[What is expected]
Go through the listing and copy each line that has the string "DimensionOverflow" in it.

--- Dataset ---

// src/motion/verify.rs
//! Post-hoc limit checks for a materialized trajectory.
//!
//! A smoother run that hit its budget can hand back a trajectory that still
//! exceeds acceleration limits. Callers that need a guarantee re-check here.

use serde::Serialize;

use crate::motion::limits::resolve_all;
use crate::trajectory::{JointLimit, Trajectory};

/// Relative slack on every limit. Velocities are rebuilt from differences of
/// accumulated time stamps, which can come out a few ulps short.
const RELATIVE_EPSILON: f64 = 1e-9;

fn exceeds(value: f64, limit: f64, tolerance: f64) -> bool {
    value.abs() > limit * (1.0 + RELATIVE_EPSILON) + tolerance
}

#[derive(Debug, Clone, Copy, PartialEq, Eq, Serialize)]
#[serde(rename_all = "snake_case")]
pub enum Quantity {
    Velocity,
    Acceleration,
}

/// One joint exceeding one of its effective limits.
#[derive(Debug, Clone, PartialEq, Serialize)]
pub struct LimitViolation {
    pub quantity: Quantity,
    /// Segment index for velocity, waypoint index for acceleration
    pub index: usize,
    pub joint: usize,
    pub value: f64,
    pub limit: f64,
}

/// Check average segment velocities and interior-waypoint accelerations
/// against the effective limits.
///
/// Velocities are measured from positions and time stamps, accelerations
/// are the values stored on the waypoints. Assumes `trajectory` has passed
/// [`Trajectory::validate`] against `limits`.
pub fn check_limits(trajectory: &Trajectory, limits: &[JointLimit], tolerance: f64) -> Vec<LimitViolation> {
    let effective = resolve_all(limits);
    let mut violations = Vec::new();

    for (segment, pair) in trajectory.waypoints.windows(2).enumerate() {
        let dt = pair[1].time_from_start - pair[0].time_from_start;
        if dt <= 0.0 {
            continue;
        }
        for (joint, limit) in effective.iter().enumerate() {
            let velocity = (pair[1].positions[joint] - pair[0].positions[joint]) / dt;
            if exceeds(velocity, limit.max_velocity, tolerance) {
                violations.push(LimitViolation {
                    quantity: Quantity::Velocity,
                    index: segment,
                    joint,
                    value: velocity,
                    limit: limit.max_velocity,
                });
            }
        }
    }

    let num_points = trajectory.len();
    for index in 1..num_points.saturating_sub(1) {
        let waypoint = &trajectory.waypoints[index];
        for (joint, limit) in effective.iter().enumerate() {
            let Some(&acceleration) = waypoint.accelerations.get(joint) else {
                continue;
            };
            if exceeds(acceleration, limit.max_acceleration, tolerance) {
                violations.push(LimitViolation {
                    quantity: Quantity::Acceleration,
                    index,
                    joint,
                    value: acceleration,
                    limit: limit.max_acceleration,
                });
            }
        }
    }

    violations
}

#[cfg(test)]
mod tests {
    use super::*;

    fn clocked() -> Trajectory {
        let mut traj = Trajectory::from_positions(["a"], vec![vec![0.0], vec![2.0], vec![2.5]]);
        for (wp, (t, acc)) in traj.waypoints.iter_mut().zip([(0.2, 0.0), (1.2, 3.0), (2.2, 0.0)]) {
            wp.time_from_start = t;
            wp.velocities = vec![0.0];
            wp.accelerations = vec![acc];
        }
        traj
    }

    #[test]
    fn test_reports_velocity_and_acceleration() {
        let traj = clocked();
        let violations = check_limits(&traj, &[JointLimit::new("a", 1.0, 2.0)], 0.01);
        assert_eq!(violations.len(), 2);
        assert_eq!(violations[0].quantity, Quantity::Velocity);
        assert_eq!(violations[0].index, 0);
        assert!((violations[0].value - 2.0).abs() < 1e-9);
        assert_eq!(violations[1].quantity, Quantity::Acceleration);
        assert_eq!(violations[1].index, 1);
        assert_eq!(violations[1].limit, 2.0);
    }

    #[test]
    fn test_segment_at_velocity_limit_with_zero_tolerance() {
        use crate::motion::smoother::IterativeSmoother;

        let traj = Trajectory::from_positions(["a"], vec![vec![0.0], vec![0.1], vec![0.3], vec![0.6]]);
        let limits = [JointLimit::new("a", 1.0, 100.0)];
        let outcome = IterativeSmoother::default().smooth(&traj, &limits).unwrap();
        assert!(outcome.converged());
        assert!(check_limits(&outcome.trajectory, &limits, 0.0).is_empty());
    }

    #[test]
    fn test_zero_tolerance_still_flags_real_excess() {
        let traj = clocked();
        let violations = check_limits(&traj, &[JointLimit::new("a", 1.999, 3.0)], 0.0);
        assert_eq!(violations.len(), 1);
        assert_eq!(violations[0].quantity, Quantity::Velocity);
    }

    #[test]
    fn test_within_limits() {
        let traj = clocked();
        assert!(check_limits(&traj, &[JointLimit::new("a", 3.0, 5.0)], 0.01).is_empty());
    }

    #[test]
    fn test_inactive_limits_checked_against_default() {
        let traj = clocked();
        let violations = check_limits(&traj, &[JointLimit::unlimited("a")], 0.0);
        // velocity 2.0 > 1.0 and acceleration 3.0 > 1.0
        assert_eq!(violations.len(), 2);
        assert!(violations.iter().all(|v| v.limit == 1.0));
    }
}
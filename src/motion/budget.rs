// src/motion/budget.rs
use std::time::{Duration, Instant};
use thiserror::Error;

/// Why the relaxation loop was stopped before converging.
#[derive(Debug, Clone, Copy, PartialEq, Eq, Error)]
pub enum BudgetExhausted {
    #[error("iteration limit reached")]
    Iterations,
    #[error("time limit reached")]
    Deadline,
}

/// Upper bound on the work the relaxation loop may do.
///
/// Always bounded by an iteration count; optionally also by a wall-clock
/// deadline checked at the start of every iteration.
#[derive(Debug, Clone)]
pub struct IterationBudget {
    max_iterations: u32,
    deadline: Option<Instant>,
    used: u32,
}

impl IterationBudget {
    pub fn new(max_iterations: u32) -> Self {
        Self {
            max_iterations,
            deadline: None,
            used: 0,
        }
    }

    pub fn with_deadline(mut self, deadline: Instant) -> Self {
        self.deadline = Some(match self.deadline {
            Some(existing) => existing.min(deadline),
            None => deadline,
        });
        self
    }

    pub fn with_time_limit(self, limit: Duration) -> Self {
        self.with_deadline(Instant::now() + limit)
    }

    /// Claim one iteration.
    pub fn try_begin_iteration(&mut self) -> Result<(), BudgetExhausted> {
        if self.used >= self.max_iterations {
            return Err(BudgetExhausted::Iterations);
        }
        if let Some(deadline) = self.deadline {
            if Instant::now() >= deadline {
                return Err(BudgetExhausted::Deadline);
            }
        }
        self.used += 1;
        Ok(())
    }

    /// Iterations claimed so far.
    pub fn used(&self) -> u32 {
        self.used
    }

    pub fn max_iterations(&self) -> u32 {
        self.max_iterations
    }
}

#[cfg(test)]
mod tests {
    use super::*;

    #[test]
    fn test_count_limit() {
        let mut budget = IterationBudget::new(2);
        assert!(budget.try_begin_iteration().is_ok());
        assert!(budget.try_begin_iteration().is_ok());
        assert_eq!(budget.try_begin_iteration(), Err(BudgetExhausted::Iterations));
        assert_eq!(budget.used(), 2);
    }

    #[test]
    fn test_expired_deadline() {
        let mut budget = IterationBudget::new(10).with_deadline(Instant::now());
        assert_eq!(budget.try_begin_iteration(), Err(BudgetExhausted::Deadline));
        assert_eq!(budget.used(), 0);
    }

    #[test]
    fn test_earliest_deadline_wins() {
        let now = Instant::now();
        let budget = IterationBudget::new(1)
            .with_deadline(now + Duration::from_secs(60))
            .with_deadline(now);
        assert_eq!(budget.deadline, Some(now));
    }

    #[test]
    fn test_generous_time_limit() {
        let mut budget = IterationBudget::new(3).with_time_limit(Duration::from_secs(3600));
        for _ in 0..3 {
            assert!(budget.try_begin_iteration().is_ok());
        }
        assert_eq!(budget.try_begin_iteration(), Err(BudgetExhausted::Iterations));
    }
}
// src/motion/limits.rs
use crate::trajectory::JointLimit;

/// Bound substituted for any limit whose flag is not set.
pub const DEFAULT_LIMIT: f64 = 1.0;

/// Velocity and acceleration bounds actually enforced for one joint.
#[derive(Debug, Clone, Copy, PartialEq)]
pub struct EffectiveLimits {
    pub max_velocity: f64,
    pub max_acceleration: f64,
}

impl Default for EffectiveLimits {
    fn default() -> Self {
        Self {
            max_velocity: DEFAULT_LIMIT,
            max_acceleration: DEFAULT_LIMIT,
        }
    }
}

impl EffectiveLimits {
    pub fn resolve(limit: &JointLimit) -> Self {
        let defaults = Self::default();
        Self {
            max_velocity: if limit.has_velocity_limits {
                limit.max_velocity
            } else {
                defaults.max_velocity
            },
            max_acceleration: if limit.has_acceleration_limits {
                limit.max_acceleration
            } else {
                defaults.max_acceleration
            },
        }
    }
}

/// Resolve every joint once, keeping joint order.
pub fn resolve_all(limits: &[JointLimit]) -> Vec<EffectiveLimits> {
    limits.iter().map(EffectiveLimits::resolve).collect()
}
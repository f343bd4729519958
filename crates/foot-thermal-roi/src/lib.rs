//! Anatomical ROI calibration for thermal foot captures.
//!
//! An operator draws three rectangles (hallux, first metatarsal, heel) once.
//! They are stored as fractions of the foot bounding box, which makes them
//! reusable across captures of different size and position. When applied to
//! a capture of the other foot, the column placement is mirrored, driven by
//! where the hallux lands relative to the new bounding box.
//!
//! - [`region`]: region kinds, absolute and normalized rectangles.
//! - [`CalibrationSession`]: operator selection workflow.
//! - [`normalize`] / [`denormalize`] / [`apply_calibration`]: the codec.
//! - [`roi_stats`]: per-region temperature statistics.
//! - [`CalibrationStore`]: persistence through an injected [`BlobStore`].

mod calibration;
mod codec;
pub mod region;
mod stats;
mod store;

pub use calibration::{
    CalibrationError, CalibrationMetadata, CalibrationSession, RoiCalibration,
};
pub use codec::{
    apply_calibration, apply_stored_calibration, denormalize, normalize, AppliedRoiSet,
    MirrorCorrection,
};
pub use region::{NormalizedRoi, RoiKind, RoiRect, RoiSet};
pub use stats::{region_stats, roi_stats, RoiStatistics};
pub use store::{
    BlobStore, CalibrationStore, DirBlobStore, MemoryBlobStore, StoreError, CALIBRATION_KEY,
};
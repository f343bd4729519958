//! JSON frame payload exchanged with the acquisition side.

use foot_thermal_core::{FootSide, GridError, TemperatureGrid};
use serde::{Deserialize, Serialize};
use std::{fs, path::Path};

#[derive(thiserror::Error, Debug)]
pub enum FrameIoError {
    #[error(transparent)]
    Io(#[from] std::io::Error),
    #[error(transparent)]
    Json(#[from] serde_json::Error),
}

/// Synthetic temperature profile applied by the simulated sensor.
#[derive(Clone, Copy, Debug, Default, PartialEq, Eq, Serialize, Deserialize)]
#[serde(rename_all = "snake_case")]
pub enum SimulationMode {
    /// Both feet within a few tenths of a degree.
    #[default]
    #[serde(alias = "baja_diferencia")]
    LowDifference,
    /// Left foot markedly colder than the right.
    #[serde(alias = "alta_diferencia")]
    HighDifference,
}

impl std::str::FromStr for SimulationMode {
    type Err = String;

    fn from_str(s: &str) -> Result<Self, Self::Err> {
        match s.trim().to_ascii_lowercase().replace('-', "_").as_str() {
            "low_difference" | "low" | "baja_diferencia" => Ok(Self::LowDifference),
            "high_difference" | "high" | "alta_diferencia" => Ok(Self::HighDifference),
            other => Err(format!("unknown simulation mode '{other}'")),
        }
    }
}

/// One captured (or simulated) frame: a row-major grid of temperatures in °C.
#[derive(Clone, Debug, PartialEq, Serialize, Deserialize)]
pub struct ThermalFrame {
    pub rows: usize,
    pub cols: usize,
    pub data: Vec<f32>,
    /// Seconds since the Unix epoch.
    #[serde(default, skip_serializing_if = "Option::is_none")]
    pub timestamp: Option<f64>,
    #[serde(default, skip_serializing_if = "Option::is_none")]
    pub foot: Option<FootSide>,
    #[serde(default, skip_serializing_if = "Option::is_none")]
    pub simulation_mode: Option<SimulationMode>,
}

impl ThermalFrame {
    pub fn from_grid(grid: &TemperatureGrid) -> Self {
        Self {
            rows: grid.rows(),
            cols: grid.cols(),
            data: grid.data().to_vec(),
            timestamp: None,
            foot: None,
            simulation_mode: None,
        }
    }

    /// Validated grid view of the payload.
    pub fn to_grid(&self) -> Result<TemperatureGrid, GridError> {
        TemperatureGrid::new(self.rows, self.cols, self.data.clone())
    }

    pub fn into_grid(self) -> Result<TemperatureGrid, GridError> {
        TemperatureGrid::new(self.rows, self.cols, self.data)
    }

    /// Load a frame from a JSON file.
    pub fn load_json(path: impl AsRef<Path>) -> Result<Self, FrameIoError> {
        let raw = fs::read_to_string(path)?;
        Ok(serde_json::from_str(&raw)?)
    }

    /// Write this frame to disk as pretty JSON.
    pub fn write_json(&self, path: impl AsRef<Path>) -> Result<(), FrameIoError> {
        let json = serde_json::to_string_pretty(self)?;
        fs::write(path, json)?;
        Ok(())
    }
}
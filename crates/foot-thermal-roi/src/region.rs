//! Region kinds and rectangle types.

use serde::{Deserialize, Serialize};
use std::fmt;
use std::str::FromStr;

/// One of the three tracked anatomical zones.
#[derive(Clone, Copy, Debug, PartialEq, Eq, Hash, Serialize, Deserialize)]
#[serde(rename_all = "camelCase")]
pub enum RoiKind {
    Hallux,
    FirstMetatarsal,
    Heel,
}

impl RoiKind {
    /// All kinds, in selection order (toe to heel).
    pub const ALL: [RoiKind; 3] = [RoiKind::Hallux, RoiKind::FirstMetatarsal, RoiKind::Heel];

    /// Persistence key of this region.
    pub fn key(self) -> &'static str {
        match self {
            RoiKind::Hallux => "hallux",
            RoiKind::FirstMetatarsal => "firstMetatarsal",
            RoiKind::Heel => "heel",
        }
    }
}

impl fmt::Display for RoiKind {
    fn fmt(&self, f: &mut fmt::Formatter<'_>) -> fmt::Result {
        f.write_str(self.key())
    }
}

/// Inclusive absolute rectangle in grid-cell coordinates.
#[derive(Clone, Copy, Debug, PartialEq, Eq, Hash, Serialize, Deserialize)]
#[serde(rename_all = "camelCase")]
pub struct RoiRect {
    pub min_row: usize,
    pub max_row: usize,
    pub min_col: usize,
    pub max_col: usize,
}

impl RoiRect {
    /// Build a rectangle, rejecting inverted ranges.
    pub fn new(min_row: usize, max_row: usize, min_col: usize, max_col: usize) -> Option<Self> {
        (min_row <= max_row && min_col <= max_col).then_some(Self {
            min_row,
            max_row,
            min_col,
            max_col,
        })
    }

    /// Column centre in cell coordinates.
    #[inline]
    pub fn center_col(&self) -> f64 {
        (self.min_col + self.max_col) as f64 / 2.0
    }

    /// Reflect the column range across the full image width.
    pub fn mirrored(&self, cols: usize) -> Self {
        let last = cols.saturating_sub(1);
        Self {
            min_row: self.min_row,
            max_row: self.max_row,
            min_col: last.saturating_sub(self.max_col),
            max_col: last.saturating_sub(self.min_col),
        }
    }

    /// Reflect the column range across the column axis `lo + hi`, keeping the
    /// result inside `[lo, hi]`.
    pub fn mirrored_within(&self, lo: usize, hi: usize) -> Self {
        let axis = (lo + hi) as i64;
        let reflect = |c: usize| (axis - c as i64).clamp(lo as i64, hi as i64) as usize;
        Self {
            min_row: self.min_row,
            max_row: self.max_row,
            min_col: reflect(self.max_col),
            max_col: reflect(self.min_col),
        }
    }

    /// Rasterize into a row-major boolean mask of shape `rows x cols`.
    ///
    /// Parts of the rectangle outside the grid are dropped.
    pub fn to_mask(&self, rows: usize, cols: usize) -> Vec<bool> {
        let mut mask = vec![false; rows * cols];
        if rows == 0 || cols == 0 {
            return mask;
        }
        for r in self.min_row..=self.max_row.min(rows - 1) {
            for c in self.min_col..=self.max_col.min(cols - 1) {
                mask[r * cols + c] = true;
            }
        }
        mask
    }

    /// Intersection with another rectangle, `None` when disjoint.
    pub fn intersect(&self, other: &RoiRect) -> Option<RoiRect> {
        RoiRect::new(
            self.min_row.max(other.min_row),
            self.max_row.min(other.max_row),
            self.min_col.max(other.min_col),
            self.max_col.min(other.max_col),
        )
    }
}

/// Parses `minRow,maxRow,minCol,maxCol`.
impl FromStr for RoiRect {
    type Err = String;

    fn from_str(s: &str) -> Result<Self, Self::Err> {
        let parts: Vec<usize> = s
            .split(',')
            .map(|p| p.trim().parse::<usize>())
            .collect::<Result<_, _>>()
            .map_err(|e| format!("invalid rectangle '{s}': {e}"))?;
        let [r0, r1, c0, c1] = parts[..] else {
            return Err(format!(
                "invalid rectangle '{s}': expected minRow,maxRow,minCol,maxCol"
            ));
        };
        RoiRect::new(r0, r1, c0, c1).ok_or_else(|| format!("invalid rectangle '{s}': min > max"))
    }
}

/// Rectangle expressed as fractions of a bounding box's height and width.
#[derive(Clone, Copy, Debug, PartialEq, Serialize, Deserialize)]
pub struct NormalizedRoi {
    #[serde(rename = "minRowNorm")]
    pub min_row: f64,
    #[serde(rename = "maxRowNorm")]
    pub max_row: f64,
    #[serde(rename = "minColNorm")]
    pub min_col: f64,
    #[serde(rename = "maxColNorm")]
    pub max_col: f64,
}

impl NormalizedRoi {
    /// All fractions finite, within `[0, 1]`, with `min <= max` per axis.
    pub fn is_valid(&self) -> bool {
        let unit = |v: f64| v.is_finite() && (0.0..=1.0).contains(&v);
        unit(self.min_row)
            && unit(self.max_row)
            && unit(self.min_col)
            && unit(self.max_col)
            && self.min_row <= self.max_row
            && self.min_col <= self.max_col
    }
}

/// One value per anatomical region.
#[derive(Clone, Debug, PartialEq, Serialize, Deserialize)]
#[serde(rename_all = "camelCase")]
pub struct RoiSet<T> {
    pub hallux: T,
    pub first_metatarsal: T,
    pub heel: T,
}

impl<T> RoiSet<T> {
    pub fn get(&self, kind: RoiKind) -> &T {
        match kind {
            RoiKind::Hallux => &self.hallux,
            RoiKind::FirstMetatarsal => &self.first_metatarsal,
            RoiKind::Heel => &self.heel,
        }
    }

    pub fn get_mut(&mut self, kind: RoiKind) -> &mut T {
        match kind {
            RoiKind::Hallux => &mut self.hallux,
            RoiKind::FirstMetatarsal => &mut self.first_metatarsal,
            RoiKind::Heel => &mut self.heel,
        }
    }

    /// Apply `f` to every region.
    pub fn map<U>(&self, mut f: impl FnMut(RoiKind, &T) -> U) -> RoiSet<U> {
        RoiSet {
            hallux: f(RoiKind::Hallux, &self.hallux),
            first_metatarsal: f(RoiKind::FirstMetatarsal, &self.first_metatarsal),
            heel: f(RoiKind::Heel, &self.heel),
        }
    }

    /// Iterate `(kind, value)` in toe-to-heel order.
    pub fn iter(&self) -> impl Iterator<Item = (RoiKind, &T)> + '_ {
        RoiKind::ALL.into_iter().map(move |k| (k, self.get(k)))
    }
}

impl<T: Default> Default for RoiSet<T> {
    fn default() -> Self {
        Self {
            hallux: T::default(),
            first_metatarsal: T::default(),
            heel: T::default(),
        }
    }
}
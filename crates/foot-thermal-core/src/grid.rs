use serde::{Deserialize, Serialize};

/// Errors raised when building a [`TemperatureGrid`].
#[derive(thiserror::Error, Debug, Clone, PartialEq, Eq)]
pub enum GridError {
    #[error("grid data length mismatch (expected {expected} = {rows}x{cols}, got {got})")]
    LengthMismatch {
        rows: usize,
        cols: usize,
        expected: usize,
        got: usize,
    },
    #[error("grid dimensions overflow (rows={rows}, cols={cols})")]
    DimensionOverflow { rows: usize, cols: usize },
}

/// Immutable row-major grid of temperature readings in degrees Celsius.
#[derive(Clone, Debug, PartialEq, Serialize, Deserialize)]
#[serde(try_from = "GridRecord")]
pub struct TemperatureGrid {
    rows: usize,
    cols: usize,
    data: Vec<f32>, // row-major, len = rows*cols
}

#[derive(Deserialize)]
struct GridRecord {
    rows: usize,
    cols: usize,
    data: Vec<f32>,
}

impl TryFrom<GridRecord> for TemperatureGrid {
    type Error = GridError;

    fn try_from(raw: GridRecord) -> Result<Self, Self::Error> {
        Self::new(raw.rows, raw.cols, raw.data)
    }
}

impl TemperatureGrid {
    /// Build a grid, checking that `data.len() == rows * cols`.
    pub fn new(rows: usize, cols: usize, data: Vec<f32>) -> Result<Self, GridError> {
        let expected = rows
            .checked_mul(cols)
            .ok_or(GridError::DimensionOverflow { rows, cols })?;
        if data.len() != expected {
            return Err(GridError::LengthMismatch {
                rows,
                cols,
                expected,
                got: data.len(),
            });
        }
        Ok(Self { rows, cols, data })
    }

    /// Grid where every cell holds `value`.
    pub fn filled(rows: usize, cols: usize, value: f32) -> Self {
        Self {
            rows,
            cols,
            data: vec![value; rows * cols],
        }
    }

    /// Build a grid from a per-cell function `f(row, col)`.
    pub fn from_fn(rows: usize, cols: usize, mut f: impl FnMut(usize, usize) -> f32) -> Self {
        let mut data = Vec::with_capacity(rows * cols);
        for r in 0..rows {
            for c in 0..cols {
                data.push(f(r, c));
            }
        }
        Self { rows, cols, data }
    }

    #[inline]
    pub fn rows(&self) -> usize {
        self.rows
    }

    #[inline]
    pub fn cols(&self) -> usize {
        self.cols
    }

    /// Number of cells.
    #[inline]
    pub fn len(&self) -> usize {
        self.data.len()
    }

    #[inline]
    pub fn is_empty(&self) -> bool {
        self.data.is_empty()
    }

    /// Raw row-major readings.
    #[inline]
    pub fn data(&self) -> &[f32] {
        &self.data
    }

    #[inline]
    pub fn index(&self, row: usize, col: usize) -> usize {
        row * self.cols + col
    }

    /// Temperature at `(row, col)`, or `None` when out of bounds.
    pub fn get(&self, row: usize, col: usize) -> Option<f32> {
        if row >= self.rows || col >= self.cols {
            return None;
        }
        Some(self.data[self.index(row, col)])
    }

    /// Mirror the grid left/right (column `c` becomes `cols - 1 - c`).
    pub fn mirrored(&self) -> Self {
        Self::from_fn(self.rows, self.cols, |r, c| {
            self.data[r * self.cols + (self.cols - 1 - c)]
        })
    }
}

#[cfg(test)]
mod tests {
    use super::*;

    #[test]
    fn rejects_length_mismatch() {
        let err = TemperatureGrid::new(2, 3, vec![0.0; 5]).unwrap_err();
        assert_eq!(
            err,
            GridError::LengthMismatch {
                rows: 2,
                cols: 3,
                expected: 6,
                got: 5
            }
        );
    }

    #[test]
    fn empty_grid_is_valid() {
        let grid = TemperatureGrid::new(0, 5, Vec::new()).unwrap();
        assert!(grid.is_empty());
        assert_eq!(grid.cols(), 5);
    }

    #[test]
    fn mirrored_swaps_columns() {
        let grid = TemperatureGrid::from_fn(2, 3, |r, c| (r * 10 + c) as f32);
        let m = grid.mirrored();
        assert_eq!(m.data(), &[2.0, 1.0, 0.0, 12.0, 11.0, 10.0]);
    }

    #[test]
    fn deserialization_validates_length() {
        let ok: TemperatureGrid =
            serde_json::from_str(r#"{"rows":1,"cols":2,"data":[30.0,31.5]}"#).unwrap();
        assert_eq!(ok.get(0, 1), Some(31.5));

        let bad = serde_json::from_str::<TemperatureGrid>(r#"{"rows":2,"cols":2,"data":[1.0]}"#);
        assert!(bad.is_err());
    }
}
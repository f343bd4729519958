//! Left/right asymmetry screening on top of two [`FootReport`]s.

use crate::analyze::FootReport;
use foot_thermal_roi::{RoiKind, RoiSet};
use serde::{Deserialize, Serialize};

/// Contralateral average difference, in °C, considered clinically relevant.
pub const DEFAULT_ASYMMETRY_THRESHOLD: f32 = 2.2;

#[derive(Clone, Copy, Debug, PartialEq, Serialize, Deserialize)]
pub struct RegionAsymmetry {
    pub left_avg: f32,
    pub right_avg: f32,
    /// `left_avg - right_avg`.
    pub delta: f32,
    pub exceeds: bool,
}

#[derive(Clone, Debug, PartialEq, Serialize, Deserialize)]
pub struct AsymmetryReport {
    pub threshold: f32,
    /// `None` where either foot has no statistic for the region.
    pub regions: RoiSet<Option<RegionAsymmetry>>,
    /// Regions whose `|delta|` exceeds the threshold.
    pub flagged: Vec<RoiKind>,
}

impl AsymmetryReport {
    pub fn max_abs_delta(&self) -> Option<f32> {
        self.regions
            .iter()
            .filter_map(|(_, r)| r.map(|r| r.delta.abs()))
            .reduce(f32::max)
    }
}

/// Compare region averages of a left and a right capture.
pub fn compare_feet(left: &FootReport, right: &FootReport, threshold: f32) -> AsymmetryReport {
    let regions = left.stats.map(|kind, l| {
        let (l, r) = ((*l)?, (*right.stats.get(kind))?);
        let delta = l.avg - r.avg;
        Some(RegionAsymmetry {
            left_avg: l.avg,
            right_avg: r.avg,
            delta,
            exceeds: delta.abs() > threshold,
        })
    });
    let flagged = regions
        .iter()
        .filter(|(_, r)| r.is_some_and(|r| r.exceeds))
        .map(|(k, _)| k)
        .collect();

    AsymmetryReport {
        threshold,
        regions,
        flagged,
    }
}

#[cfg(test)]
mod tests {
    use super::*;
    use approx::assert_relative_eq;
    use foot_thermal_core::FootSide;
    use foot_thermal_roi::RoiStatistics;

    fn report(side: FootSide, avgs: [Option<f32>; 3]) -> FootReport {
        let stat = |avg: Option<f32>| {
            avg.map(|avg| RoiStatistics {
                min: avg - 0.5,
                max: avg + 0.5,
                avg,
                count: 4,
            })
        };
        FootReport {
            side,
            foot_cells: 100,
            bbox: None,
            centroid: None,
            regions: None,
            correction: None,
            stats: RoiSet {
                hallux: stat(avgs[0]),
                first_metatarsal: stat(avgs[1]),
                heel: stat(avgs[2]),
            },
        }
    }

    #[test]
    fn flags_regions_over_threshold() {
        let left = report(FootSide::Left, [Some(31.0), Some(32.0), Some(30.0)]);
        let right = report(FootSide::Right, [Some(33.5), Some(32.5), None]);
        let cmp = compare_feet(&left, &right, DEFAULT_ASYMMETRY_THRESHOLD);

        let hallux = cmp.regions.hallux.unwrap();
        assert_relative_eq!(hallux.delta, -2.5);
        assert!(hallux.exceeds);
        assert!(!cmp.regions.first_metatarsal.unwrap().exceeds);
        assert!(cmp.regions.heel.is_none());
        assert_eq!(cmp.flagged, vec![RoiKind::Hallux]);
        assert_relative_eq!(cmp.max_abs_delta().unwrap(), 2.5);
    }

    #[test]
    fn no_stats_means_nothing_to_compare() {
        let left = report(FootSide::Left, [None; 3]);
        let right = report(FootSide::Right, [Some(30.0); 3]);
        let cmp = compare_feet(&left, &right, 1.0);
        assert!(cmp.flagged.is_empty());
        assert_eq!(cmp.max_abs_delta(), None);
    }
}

---

[Answer section]
    DimensionOverflow { rows: usize, cols: usize },
            .ok_or(GridError::DimensionOverflow { rows, cols })?;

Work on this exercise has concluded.